(Task item): Among the entries that follow, find the lines holding "does" and say how many there are, with no other words.

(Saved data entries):
^^^^
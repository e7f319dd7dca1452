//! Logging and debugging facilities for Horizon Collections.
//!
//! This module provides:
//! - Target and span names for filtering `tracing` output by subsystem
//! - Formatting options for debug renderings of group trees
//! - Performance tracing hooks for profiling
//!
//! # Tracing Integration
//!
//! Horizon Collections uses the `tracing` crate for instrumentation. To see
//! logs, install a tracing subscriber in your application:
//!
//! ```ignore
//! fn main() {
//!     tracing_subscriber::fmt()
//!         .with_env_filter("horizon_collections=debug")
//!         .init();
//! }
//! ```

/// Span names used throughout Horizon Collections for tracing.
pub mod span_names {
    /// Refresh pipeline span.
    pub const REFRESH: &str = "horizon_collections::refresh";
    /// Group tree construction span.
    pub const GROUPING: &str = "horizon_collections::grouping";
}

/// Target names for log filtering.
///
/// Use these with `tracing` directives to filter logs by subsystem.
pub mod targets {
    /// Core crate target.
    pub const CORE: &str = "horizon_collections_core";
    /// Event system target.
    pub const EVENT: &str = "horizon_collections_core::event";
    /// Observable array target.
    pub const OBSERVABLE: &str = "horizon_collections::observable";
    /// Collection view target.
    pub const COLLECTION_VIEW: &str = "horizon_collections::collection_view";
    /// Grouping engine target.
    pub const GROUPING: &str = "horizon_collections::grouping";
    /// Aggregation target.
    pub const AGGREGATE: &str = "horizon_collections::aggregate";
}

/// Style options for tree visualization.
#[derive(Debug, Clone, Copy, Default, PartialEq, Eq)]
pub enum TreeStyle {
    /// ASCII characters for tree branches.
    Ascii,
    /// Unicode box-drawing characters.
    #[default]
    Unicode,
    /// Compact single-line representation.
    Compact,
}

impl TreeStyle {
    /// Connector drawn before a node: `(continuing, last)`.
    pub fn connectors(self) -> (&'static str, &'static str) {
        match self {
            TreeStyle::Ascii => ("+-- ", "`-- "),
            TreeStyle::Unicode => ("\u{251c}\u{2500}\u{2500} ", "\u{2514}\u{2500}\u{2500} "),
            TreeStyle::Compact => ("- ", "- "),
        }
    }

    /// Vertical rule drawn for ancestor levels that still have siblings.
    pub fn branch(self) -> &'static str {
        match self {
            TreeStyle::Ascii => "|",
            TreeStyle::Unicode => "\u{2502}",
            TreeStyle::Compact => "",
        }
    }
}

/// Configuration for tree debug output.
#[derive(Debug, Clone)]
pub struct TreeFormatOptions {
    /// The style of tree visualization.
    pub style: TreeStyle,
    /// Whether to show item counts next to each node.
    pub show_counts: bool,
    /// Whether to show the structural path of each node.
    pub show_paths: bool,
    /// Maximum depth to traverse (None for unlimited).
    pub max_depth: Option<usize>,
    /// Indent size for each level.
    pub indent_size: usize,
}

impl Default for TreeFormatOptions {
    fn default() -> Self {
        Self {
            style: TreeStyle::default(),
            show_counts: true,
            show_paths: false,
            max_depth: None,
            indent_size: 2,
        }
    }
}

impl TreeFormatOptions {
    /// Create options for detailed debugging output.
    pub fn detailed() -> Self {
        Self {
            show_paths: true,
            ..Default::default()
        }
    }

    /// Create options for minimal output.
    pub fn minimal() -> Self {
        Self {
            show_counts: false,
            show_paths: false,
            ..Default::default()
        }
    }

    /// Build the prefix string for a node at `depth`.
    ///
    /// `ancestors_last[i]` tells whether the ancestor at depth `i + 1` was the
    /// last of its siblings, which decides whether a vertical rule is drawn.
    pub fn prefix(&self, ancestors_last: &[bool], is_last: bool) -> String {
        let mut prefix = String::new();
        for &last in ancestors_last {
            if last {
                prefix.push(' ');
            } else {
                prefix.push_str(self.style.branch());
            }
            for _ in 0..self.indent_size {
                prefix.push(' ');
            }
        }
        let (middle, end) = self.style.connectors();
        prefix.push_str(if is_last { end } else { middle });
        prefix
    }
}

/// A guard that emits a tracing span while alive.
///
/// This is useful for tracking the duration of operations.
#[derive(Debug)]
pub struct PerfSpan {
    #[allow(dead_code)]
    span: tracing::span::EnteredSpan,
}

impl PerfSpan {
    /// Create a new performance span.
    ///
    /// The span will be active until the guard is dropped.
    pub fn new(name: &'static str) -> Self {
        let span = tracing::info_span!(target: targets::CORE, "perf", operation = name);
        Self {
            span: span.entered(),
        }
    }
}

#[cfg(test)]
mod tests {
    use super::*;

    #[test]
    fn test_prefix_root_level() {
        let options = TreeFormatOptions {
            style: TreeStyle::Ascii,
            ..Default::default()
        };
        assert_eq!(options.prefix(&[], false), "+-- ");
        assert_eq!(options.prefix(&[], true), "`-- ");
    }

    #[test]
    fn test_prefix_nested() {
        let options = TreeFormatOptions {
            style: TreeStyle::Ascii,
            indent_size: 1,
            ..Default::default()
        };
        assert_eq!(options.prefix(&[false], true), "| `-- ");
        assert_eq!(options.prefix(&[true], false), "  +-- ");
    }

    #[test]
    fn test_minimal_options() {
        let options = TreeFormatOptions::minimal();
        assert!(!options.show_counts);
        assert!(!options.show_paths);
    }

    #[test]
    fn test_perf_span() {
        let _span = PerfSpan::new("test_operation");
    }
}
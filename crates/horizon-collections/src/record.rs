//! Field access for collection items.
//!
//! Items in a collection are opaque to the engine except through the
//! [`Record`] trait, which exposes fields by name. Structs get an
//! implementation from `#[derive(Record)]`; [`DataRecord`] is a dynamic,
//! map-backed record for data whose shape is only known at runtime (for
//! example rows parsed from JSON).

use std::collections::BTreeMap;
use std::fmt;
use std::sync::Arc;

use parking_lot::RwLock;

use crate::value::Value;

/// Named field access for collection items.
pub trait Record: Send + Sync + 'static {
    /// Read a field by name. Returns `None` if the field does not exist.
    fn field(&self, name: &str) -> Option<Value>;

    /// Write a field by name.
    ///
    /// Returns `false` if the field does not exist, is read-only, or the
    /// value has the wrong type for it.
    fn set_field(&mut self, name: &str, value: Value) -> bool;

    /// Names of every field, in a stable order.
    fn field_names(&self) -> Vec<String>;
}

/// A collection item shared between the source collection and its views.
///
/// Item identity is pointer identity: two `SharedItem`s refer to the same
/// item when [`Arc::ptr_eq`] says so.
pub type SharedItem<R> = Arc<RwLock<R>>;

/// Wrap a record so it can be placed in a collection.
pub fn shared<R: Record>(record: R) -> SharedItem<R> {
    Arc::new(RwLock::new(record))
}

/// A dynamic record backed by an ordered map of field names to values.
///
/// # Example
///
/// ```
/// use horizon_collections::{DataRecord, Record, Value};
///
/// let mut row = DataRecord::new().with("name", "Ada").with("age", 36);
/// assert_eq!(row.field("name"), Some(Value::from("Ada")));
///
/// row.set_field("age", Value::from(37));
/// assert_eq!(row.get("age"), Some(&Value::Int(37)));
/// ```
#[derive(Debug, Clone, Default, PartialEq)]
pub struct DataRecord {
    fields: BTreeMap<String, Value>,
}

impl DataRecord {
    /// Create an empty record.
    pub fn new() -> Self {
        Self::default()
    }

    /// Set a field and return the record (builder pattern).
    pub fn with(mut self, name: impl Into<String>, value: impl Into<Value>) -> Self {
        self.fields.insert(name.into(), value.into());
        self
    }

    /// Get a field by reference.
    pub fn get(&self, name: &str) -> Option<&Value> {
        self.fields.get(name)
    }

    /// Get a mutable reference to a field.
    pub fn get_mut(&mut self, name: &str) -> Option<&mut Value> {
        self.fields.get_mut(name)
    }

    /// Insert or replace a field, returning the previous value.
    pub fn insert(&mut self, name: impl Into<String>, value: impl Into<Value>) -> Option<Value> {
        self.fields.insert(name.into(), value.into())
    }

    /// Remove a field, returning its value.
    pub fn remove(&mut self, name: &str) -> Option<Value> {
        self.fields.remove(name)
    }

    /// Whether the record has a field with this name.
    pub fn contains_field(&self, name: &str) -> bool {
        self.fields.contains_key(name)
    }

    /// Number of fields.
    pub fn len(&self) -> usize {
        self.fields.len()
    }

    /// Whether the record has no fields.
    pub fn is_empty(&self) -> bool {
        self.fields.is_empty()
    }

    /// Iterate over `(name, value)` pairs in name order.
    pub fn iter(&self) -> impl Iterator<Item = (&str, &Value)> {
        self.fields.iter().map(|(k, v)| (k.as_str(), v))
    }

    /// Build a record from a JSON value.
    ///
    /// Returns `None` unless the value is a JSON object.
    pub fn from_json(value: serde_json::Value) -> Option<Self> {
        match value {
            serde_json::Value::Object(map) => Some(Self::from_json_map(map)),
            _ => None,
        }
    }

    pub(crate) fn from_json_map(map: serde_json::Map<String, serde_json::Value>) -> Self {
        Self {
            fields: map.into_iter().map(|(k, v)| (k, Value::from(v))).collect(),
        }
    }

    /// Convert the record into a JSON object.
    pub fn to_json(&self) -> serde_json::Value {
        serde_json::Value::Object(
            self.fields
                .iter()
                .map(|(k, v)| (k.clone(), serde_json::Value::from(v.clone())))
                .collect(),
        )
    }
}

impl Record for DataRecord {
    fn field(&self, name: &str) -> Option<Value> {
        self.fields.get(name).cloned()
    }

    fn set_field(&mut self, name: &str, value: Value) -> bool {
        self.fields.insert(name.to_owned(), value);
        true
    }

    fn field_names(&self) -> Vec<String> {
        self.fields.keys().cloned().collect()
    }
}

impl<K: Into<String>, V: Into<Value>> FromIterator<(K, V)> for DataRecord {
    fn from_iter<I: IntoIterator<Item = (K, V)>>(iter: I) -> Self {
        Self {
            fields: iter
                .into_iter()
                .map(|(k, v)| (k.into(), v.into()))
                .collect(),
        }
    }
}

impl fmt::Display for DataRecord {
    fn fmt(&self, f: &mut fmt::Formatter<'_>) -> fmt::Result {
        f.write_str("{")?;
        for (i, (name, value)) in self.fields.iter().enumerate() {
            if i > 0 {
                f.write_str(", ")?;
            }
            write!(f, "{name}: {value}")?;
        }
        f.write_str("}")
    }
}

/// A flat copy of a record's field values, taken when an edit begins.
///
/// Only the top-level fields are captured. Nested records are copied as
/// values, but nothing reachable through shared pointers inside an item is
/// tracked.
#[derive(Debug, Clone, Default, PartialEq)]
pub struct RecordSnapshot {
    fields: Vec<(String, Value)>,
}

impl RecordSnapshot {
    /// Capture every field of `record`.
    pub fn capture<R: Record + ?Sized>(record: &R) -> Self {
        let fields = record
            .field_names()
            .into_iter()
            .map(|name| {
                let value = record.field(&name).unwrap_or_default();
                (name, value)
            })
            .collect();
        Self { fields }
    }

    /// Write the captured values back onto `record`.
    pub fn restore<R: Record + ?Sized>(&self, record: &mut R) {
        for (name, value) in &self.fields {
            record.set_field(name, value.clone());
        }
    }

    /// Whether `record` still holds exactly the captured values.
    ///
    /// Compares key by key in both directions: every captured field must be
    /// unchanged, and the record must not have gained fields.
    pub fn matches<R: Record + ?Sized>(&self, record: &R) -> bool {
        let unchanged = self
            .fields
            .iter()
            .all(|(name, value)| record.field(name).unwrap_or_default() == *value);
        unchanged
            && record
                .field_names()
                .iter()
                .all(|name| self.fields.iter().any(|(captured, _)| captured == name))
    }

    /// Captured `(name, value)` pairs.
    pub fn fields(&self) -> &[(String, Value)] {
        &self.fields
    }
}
^^^^
(Final answer): 2